Directory Structure#

After running GenAi-Perf, your file tree should contain the following:

genai-perf/
├── artifacts/
│   ├── data/
│   └── images/

File Types#

Within the artifacts and docs directories, several file types are generated, including .gzip, .csv, .json, .html, and .jpeg. Below is a detailed explanation of each file and its purpose.

Artifacts Directory#

Data Subdirectory#

The data subdirectory contains the raw and processed performance data files.

GZIP Files#
  • all_data.gzip: Aggregated performance data from all collected metrics.

  • input_sequence_lengths_vs_output_sequence_lengths.gzip: This contains data on the input sequence lengths versus the output sequence lengths for each request.

  • request_latency.gzip: This contains the latency for each request.

  • time_to_first_token.gzip: This contains the time to first token for each request.

  • token_to_token_vs_output_position.gzip: This contains the time from one token generation to the next versus the position of the output token for each token.

  • ttft_vs_input_sequence_lengths.gzip: This contains the time to first token versus the input sequence length for each request.

JSON Files#
  • inputs.json: This contains the input prompts provided to the LLM during testing.

  • profile_export.json: This is provided by Perf Analyzer and contains the timestamps for each event in the lifecycle of each request.

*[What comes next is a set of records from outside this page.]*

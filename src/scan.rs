//! Public pixel readout, for writing the resized image back out.
//! Walks the currently visible image row-major via `cursor`, yielding
//! public-orientation coordinates (`transposed` swaps `x`/`y` back).
//!
//! `scan`/`scan_line` mirror the library's 8-bit-only fast path;
//! `scan_ext`/`scan_line_ext` work at any `ColDepth` but return
//! normalized `f64` samples rather than raw bytes, since a `PixelBuffer`
//! is not always byte-backed.

use crate::carver::Carver;
use crate::cursor::Cursor;
use crate::pixel::PixelBuffer;
use crate::types::ColDepth;

impl Carver {
    pub(crate) fn reset_cursor(&mut self) {
        self.cursor = Cursor::new(self.w, self.h);
        for aux in &mut self.attached {
            aux.reset_cursor();
        }
    }

    /// Rewind the scan cursor to the start of the image. Recurses into
    /// any attached carvers.
    pub fn scan_reset(&mut self) {
        self.reset_cursor();
    }

    /// Advance one pixel and return its public-orientation coordinate
    /// plus its raw channel bytes. `None` once every pixel has been
    /// visited, or if the buffer is not 8-bit.
    pub fn scan(&mut self) -> Option<(u32, u32, &[u8])> {
        if self.col_depth != ColDepth::U8 {
            return None;
        }
        if self.cursor.done() {
            return None;
        }
        let (cx, cy) = self.cursor.pos();
        let p = self.cursor.physical(&self.raw) as usize;
        self.cursor.advance();
        let (x, y) = if self.transposed { (cy, cx) } else { (cx, cy) };
        let channels = self.channels as usize;
        match &self.rgb {
            PixelBuffer::U8(v) => Some((x, y, &v[p * channels..p * channels + channels])),
            _ => None,
        }
    }

    /// Like [`Carver::scan`] but works at any [`ColDepth`], returning
    /// normalized `[0, 1]` samples.
    pub fn scan_ext(&mut self) -> Option<(u32, u32, Vec<f64>)> {
        if self.cursor.done() {
            return None;
        }
        let (cx, cy) = self.cursor.pos();
        let p = self.cursor.physical(&self.raw) as usize;
        self.cursor.advance();
        let (x, y) = if self.transposed { (cy, cx) } else { (cx, cy) };
        let channels = self.channels as usize;
        let mut out = Vec::with_capacity(channels);
        for ch in 0..channels {
            out.push(self.rgb.get_norm(p * channels + ch));
        }
        Some((x, y, out))
    }

    /// Read out the whole current row as raw 8-bit samples, then skip
    /// the cursor to the next row. `None` once exhausted, if the
    /// buffer is not 8-bit, or if the carver is currently transposed
    /// (rows are only meaningful in the untransposed orientation).
    pub fn scan_line(&mut self) -> Option<Vec<u8>> {
        if self.col_depth != ColDepth::U8 || self.transposed {
            return None;
        }
        if self.cursor.done() {
            return None;
        }
        let y = self.cursor.row();
        self.cursor.goto_row(y);
        let channels = self.channels as usize;
        let v = match &self.rgb {
            PixelBuffer::U8(v) => v,
            _ => return None,
        };
        let mut out = Vec::with_capacity(self.w as usize * channels);
        for x in 0..self.w as usize {
            let p = self.raw[y as usize][x] as usize;
            out.extend_from_slice(&v[p * channels..p * channels + channels]);
        }
        self.cursor.advance_row();
        Some(out)
    }

    /// Like [`Carver::scan_line`] but works at any [`ColDepth`],
    /// returning normalized `[0, 1]` samples.
    pub fn scan_line_ext(&mut self) -> Option<Vec<f64>> {
        if self.transposed {
            return None;
        }
        if self.cursor.done() {
            return None;
        }
        let y = self.cursor.row();
        self.cursor.goto_row(y);
        let channels = self.channels as usize;
        let mut out = Vec::with_capacity(self.w as usize * channels);
        for x in 0..self.w as usize {
            let p = self.raw[y as usize][x] as usize;
            for ch in 0..channels {
                out.push(self.rgb.get_norm(p * channels + ch));
            }
        }
        self.cursor.advance_row();
        Some(out)
    }
}

#[cfg(test)]
mod tests {
    use super::*;
    use crate::pixel::PixelBuffer;

    #[test]
    fn scan_visits_every_pixel_once_in_public_order() {
        let data: Vec<u8> = (0..12).collect();
        let buf = PixelBuffer::U8(data);
        let mut c = Carver::new(buf, 4, 3, 1).unwrap();
        c.init(1, 0.0).unwrap();
        let mut seen = Vec::new();
        while let Some((x, y, bytes)) = c.scan() {
            seen.push((x, y, bytes[0]));
        }
        assert_eq!(seen.len(), 12);
        assert_eq!(seen[0], (0, 0, 0));
        assert_eq!(seen[11], (3, 2, 11));
    }

    #[test]
    fn scan_line_reads_whole_rows() {
        let data: Vec<u8> = (0..12).collect();
        let buf = PixelBuffer::U8(data);
        let mut c = Carver::new(buf, 4, 3, 1).unwrap();
        c.init(1, 0.0).unwrap();
        let row0 = c.scan_line().unwrap();
        assert_eq!(row0, vec![0, 1, 2, 3]);
        let row1 = c.scan_line().unwrap();
        assert_eq!(row1, vec![4, 5, 6, 7]);
    }

    #[test]
    fn scan_line_refuses_when_transposed() {
        let buf = PixelBuffer::U8(vec![0; 12]);
        let mut c = Carver::new(buf, 4, 3, 1).unwrap();
        c.init(1, 0.0).unwrap();
        c.transpose().unwrap();
        assert!(c.scan_line().is_none());
    }

    #[test]
    fn scan_reset_rewinds() {
        let buf = PixelBuffer::U8(vec![0; 4]);
        let mut c = Carver::new(buf, 2, 2, 1).unwrap();
        c.init(1, 0.0).unwrap();
        c.scan();
        c.scan();
        c.scan_reset();
        assert!(c.scan().is_some());
    }
}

This is low-level data used to calculate metrics by GenAi-Perf.

  • profile_export_genai_perf.json: A JSON of the output of GenAI-Perf as well as additional details, including the submitted command line arguments.

CSV File#
  • profile_export_genai_perf.csv: A CSV of the output tables printed in the GenAi-Perf output. These may have more detail than the printed tables.

Images Subdirectory#

The images subdirectory contains visual representations of the performance data. All images are in both HTML and JPEG formats.

HTML and JPEG Files#
  • input_sequence_lengths_vs_output_sequence_lengths: A heat map showing the relationship between input and generated tokens.

  • request_latency: A box plot showing request latency.

  • time_to_first_token: A box plot showing time to first token.

  • token_to_token_vs_output_position: A scatterplot showing token-to-token time versus output token position.

  • ttft_vs_input_sequence_lengths: A scatterplot showing token-to-token time versus the input sequence lengths.

Usage Instructions#

To use the generated files, navigate to the artifacts/data directory. Then, the next steps depend on the file format you wish to work with.

GZIP Files#

The GZIP files contain Parquet files with calculated data, which can be read with Pandas in Python. For example, you can create a dataframe with these files:

import pandas
df = pandas.read_partquet(path_to_file)`

You can then use Pandas to work with the data.

print(df.head())     # See the first few rows of the data.
print(df.describe()) # Get summary statistics for the data

CSV and JSON Files#

Open .csv and .json files with spreadsheet or JSON parsing tools for structured data analysis. These can also be read via a text editor, like Vim.

HTML Files#

View .html visualizations in a web browser for interactive data exploration.

JPEG Files#

Use an image software to open .jpeg images for static visual representations.